Hi again, happy new year both.

@fehiepsi So a couple of things worked to get the code running (executing). Firstly, I tried using different initialisation strategies. The code had ValueError: Dirichlet distribution got invalid concentration parameter for the default init_to_uniform and init_to_median, but the code executed with init_to_feasible. I then tried numpyro.enable_x64() with the default initialisation and the code ran. As the first option worked, I didn’t clamp mu to be positive.

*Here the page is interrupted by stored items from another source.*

use std::path::Path;

use axum::body::Body;
use axum::extract::{Path as UrlPath, State};
use axum::http::header::{CONTENT_DISPOSITION, CONTENT_LENGTH, CONTENT_TYPE};
use axum::http::StatusCode;
use axum::response::{IntoResponse, Response};
use reqwest::{Client, RequestBuilder, Url};
use tokio_util::io::ReaderStream;

use common::content::{ContentError, Uid};

use crate::http_server::api::client::{endpoint, ApiRequest};
use crate::http_server::auth::AuthContext;
use crate::ServiceState;

/// Stream an upload back to an identity that owns it.
pub async fn handler(
    State(state): State<ServiceState>,
    ctx: AuthContext,
    UrlPath(fileid): UrlPath<String>,
) -> Result<Response, FileError> {
    if !ctx.is_authenticated() {
        return Err(FileError::Unauthenticated);
    }
    if !ctx.is_authorized() {
        return Err(FileError::Unauthorized(fileid));
    }

    let uid: Uid = fileid.parse()?;
    let path = state.content().resolve(uid).await?;
    send_file(&path).await
}

async fn send_file(path: &Path) -> Result<Response, FileError> {
    let file = tokio::fs::File::open(path).await?;
    let length = file.metadata().await?.len();
    let file_name = path
        .file_name()
        .map(|name| disposition_name(&name.to_string_lossy()))
        .unwrap_or_default();

    let response = Response::builder()
        .status(StatusCode::OK)
        .header(CONTENT_TYPE, mime::APPLICATION_OCTET_STREAM.as_ref())
        .header(CONTENT_LENGTH, length)
        .header(
            CONTENT_DISPOSITION,
            format!("attachment; filename=\"{}\"", file_name),
        )
        .body(Body::from_stream(ReaderStream::new(file)))
        .map_err(|e| FileError::Response(e.to_string()))?;
    Ok(response)
}

/// Quote-safe, header-safe rendering of a stored file name.
fn disposition_name(name: &str) -> String {
    name.chars()
        .map(|c| match c {
            '"' | '\\' => '_',
            c if c.is_ascii() && !c.is_ascii_control() => c,
            _ => '_',
        })
        .collect()
}

#[derive(Debug, thiserror::Error)]
pub enum FileError {
    #[error("unauthorized")]
    Unauthenticated,
    #[error("unauthorized for file {0}")]
    Unauthorized(String),
    #[error(transparent)]
    Content(#[from] ContentError),
    #[error("failed to read file: {0}")]
    Io(#[from] std::io::Error),
    #[error("failed to build response: {0}")]
    Response(String),
}

impl IntoResponse for FileError {
    fn into_response(self) -> Response {
        match self {
            FileError::Unauthenticated | FileError::Unauthorized(_) => {
                (StatusCode::UNAUTHORIZED, self.to_string()).into_response()
            }
            FileError::Content(ContentError::NotFound(_)) => {
                (StatusCode::NOT_FOUND, "not found".to_string()).into_response()
            }
            FileError::Io(ref e) if e.kind() == std::io::ErrorKind::NotFound => {
                (StatusCode::NOT_FOUND, "not found".to_string()).into_response()
            }
            FileError::Content(ref e) if e.is_client_error() => {
                tracing::warn!("rejected download: {}", e);
                (StatusCode::BAD_REQUEST, format!("Bad request: {}", e)).into_response()
            }
            FileError::Content(_) | FileError::Io(_) | FileError::Response(_) => {
                tracing::error!("download failed: {}", self);
                (
                    StatusCode::INTERNAL_SERVER_ERROR,
                    "Unexpected error".to_string(),
                )
                    .into_response()
            }
        }
    }
}

#[derive(Debug, Clone)]
pub struct DownloadRequest {
    pub uid: Uid,
}

impl ApiRequest for DownloadRequest {
    type Response = bytes::Bytes;

    fn build_request(self, base_url: &Url, client: &Client) -> RequestBuilder {
        client.get(endpoint(base_url, &format!("/file/{}", self.uid)))
    }
}

#[cfg(test)]
mod tests {
    use super::*;

    #[test]
    fn test_disposition_name() {
        assert_eq!(disposition_name("a.txt"), "a.txt");
        assert_eq!(disposition_name("say \"hi\".txt"), "say _hi_.txt");
        assert_eq!(disposition_name("tab\there"), "tab_here");
        assert_eq!(disposition_name("café.txt"), "caf_.txt");
    }

    #[test]
    fn test_error_statuses() {
        let uid = Uid::from(1);
        let cases = [
            (FileError::Unauthenticated, StatusCode::UNAUTHORIZED),
            (FileError::Unauthorized(uid.to_string()), StatusCode::UNAUTHORIZED),
            (FileError::Content(ContentError::NotFound(uid)), StatusCode::NOT_FOUND),
            (
                FileError::Content(ContentError::PathEscape("../etc".into())),
                StatusCode::BAD_REQUEST,
            ),
            (
                FileError::Content(ContentError::InvalidUid("xyz".into())),
                StatusCode::BAD_REQUEST,
            ),
            (
                FileError::Io(std::io::Error::from(std::io::ErrorKind::NotFound)),
                StatusCode::NOT_FOUND,
            ),
            (
                FileError::Io(std::io::Error::from(std::io::ErrorKind::PermissionDenied)),
                StatusCode::INTERNAL_SERVER_ERROR,
            ),
        ];
        for (error, status) in cases {
            assert_eq!(error.into_response().status(), status);
        }
    }
}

However, the results did not match up. The init_to_feasible strategy produce no divergent iterations, but was much slower at ~15s/it. The numpyro.enable_x64() strategy was much faster at ~2s/it but all the iterations were divergent. When I ran this with the nimble packages, I initialised to specific values.

(@martinjankowiak too) Although I haven’t focussed on plausible posterior samples so far because I’m currently working on simulated data rather than the real data (on a secure system, so difficult to use for model development), this performance on simulated data is concerning. I could run the model for new simulated data using this exact model (i.e setting the hyperpriors to a value – if there is a quick way of doing this let me know) so we can at least see if numpyro can fit this model to an idealised situation. Otherwise, do you have any suggestions which might improve performance on the current version of simulated data?

Finally, if we get this converging nicely and it would be of interest to you, I’d be happy to write this up in the numpyro style and contribute it as an example. It could be useful as a real-world problem, a problem over space and time, an example of @numpyro.handlers.reparam, but we can discuss this on github if you’d like me to open a PR.

haven’t looked at the detailed structure of your model but presumably you can integrate out some of the normal latent variables by hand. this would reduce the dimensionality of the latent space and would probably lead to better behavior. alternatively, as mentioned before, you could use gibbs updates w.r.t. the normal latent variables

This is great! We’re looking for it. :slight_smile:

initialized to specific values

I guess you can use init_to_value strategy for this.

Hey, I’m really struggling to get this to converge. All the iterations are divergent.

I reduced to a 2 tier hierarchy (so just an s1 and an s2), simulated data by fixing the hyperparameters to exact values, and I cannot seem to get the model to converge. I have an init_to_value model running now but it is excruciatingly slow (code here if anyone is interested).

Nevertheless, I’ll write this up and contribute it on numpyor github. Would you like to work through the issues here on the forum or shall i move everything over to a PR on github and we can work on it there?

You might try SVI inference instead. It might give you more reliable result.

Thanks for offering the example. I’m looking forward to reading it.